Staying Organized as a Developer

I’m an employee, a wife, a mom, and a person who naturally has very little organizational skills. Left to my own devices, I don’t have a messy house, but I regularly wouldn’t know where anything was.


My day to day tasks are usually dictated by whatever the Jira board has for my tickets, which are usually really broad features to work on. I would use an app like Reminders to make personal, work, and long term to-do lists. If I was working on a ticket for, say, getting Jenkins up and running, my Reminders list would look like this:

One of the limitations of Reminders is that once you complete a task, it goes away. This intuitively seems like a good thing – if it’s done, why would you care? The problem for me is that I DON’T REMEMBER IF I DID A THING. Just like I like seeing a commit history in a repo, I like seeing a historical log of what I’ve done.

It was at about this time that I read a book called Getting Things Done by David Allen. I also read a blog post by Zapier on how to use a tool called OmniFocus which looked like it did everything I wished Reminders could do.

“Your mind is for having ideas, not holding them.”

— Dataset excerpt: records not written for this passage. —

//! Context - One-shot declaration context threaded through the stack
//!
//! The context accumulates resource declarations in program order, mints
//! deferred output handles, and records named stack outputs. It enforces
//! the reference invariant at declaration time: every output reference and
//! every depends_on target used by a declaration must already exist, so
//! forward references are impossible by construction.

use std::collections::{HashMap, HashSet};

use crate::error::{StackError, StackResult};
use crate::output::{OutputRef, OutputSource, TransformFn, TransformResult};
use crate::resource::{ResourceDeclaration, ResourceId, Value};

/// Handle to a declared resource
#[derive(Debug, Clone, PartialEq)]
pub struct ResourceHandle {
    id: ResourceId,
}

impl ResourceHandle {
    pub fn id(&self) -> &ResourceId {
        &self.id
    }
}

/// Options for a declaration beyond its property map
#[derive(Debug, Clone, Default)]
pub struct DeclareOptions {
    /// Explicit ordering constraints, for dependencies the engine cannot
    /// infer from property references
    pub depends_on: Vec<ResourceId>,
}

impl DeclareOptions {
    pub fn new() -> Self {
        Self::default()
    }

    pub fn depends_on(mut self, id: ResourceId) -> Self {
        self.depends_on.push(id);
        self
    }
}

/// Declaration context for a single apply invocation
///
/// Consumed by `Deployment::run`; a new context is built for every pass.
pub struct StackContext {
    declarations: Vec<ResourceDeclaration>,
    index: HashMap<ResourceId, usize>,
    sources: HashMap<OutputRef, OutputSource>,
    transforms: HashMap<OutputRef, TransformFn>,
    exports: Vec<(String, Value)>,
    export_names: HashSet<String>,
    next_output: u32,
}

/// Pieces of a consumed context, handed to the declaration-pass driver
pub(crate) struct ContextParts {
    pub declarations: Vec<ResourceDeclaration>,
    pub sources: HashMap<OutputRef, OutputSource>,
    pub transforms: HashMap<OutputRef, TransformFn>,
    pub exports: Vec<(String, Value)>,
}

impl StackContext {
    pub fn new() -> Self {
        Self {
            declarations: Vec::new(),
            index: HashMap::new(),
            sources: HashMap::new(),
            transforms: HashMap::new(),
            exports: Vec::new(),
            export_names: HashSet::new(),
            next_output: 0,
        }
    }

    /// Declare a managed resource
    pub fn declare(
        &mut self,
        resource_type: &str,
        name: &str,
        properties: HashMap<String, Value>,
    ) -> StackResult<ResourceHandle> {
        self.submit(resource_type, name, properties, false, DeclareOptions::new())
    }

    /// Declare a managed resource with explicit options
    pub fn declare_with(
        &mut self,
        resource_type: &str,
        name: &str,
        properties: HashMap<String, Value>,
        options: DeclareOptions,
    ) -> StackResult<ResourceHandle> {
        self.submit(resource_type, name, properties, false, options)
    }

    /// Declare a data source: existing infrastructure looked up, not created
    pub fn lookup(
        &mut self,
        resource_type: &str,
        name: &str,
        properties: HashMap<String, Value>,
    ) -> StackResult<ResourceHandle> {
        self.submit(resource_type, name, properties, true, DeclareOptions::new())
    }

    fn submit(
        &mut self,
        resource_type: &str,
        name: &str,
        properties: HashMap<String, Value>,
        read_only: bool,
        options: DeclareOptions,
    ) -> StackResult<ResourceHandle> {
        let id = ResourceId::new(resource_type, name);
        if self.index.contains_key(&id) {
            return Err(StackError::DuplicateDeclaration(id));
        }

        for value in properties.values() {
            self.check_refs(value, &id.to_string())?;
        }
        for dependency in &options.depends_on {
            if !self.index.contains_key(dependency) {
                return Err(StackError::UndeclaredDependency {
                    resource: id,
                    dependency: dependency.clone(),
                });
            }
        }

        self.index.insert(id.clone(), self.declarations.len());
        self.declarations.push(ResourceDeclaration {
            id: id.clone(),
            properties,
            read_only,
            depends_on: options.depends_on,
        });

        Ok(ResourceHandle { id })
    }

    /// Mint a deferred handle to an engine-assigned attribute
    pub fn output(&mut self, handle: &ResourceHandle, attribute: &str) -> OutputRef {
        self.mint(OutputSource::Attribute {
            resource: handle.id.clone(),
            attribute: attribute.to_string(),
        })
    }

    /// Register a transformation over deferred values
    ///
    /// `input` may embed any number of output references; the declaration
    /// pass invokes `f` exactly once, after all of them resolve and before
    /// any declaration referencing the returned handle is submitted.
    pub fn apply(
        &mut self,
        name: &str,
        input: Value,
        f: impl FnOnce(Value) -> TransformResult + Send + 'static,
    ) -> StackResult<OutputRef> {
        self.check_refs(&input, &format!("transformation '{}'", name))?;
        let r = self.mint(OutputSource::Transform {
            name: name.to_string(),
            input,
        });
        self.transforms.insert(r, Box::new(f));
        Ok(r)
    }

    /// Register a named, string-valued stack output
    pub fn export(&mut self, name: &str, value: impl Into<Value>) -> StackResult<()> {
        if !self.export_names.insert(name.to_string()) {
            return Err(StackError::DuplicateExport(name.to_string()));
        }
        let value = value.into();
        self.check_refs(&value, &format!("export '{}'", name))?;
        self.exports.push((name.to_string(), value));
        Ok(())
    }

    pub fn declarations(&self) -> &[ResourceDeclaration] {
        &self.declarations
    }

    pub fn exports(&self) -> &[(String, Value)] {
        &self.exports
    }

    /// Find a declaration by id
    pub fn get(&self, id: &ResourceId) -> Option<&ResourceDeclaration> {
        self.index.get(id).map(|&i| &self.declarations[i])
    }

    /// Source of a deferred value minted by this context
    pub fn source(&self, r: OutputRef) -> Option<&OutputSource> {
        self.sources.get(&r)
    }

    pub(crate) fn into_parts(self) -> ContextParts {
        ContextParts {
            declarations: self.declarations,
            sources: self.sources,
            transforms: self.transforms,
            exports: self.exports,
        }
    }

    fn mint(&mut self, source: OutputSource) -> OutputRef {
        let r = OutputRef(self.next_output);
        self.next_output += 1;
        self.sources.insert(r, source);
        r
    }

    fn check_refs(&self, value: &Value, context: &str) -> StackResult<()> {
        let mut refs = Vec::new();
        value.collect_refs(&mut refs);
        for r in refs {
            if !self.sources.contains_key(&r) {
                return Err(StackError::UnknownReference {
                    context: context.to_string(),
                });
            }
        }
        Ok(())
    }
}

impl Default for StackContext {
    fn default() -> Self {
        Self::new()
    }
}

#[cfg(test)]
mod tests {
    use super::*;

    #[test]
    fn duplicate_declaration_is_rejected() {
        let mut ctx = StackContext::new();
        ctx.declare("ecs.cluster", "sure-cluster", HashMap::new())
            .unwrap();
        let err = ctx
            .declare("ecs.cluster", "sure-cluster", HashMap::new())
            .unwrap_err();
        assert!(matches!(err, StackError::DuplicateDeclaration(_)));
    }

    #[test]
    fn same_name_different_type_is_allowed() {
        let mut ctx = StackContext::new();
        ctx.declare("ecr.repository", "sure-oracle", HashMap::new())
            .unwrap();
        ctx.declare("docker.image", "sure-oracle", HashMap::new())
            .unwrap();
        assert_eq!(ctx.declarations().len(), 2);
    }

    #[test]
    fn foreign_ref_is_rejected() {
        let mut other = StackContext::new();
        let handle = other.declare("ec2.vpc", "default", HashMap::new()).unwrap();
        let foreign = other.output(&handle, "id");

        let mut ctx = StackContext::new();
        let mut properties = HashMap::new();
        properties.insert("vpc_id".to_string(), Value::Ref(foreign));
        let err = ctx
            .declare("ec2.security_group", "web-sg", properties)
            .unwrap_err();
        assert!(matches!(err, StackError::UnknownReference { .. }));
    }

    #[test]
    fn depends_on_must_be_declared_first() {
        let mut ctx = StackContext::new();
        let err = ctx
            .declare_with(
                "ecs.service",
                "sure-svc",
                HashMap::new(),
                DeclareOptions::new().depends_on(ResourceId::new("ecs.cluster", "sure-cluster")),
            )
            .unwrap_err();
        assert!(matches!(err, StackError::UndeclaredDependency { .. }));
    }

    #[test]
    fn duplicate_export_is_rejected() {
        let mut ctx = StackContext::new();
        ctx.export("url", "a").unwrap();
        let err = ctx.export("url", "b").unwrap_err();
        assert!(matches!(err, StackError::DuplicateExport(_)));
    }

    #[test]
    fn exports_keep_registration_order() {
        let mut ctx = StackContext::new();
        ctx.export("baseImageName", "base").unwrap();
        ctx.export("fullImageName", "full").unwrap();
        let names: Vec<_> = ctx.exports().iter().map(|(n, _)| n.as_str()).collect();
        assert_eq!(names, vec!["baseImageName", "fullImageName"]);
    }
}
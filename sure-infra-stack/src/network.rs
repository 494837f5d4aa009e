//! Network lookup: default VPC and its subnets

use sure_infra_aws::ec2;
use sure_infra_core::context::StackContext;
use sure_infra_core::error::StackResult;
use sure_infra_core::output::OutputRef;

/// Handles to the resolved network
#[derive(Debug, Clone, Copy)]
pub struct Network {
    pub vpc_id: OutputRef,
    pub subnet_ids: OutputRef,
}

/// Look up the account's default VPC and list its subnets
///
/// Both are data sources; a failed lookup aborts the whole pass.
pub fn lookup_network(ctx: &mut StackContext) -> StackResult<Network> {
    let vpc = ctx.lookup(ec2::VPC, "default", ec2::default_vpc_properties())?;
    let vpc_id = ctx.output(&vpc, "id");

    let subnets = ctx.lookup(ec2::SUBNETS, "default", ec2::subnets_in_vpc(vpc_id))?;
    let subnet_ids = ctx.output(&subnets, "ids");

    Ok(Network { vpc_id, subnet_ids })
}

David Allen, Getting Things Done

Here’s an example of how I use OmniFocus for work:

You can put due dates, set up flags for high priority items, set up as many of those nested items as you would like. You can also add tags to any of the items, but I don’t tend to do that for my work set up as I have it separated by project anyway. I also put the ticket number/link, if there is a Jira ticket, that is associated with a task.

I now do this system for every single part of my life, not just for work stuff. As soon as I have a thought I put it in OmniFocus. I don’t forget to do things as much because I record literally everything in my life. Need to set up my kid’s birthday party? Make a project, jot it down, call it good. Find an article but don’t have time to read it just yet? Make a task, put the url in, done. My mental energy gets spent on creative problem solving, not juggling projects, timelines, and junk.

Staying organized is hard, and a big revelation for me is that it is hard for everybody. Starting a new organization system can be extra hard, but once you become accustomed to putting things in a system you may find that your life gets less complicated and more automated.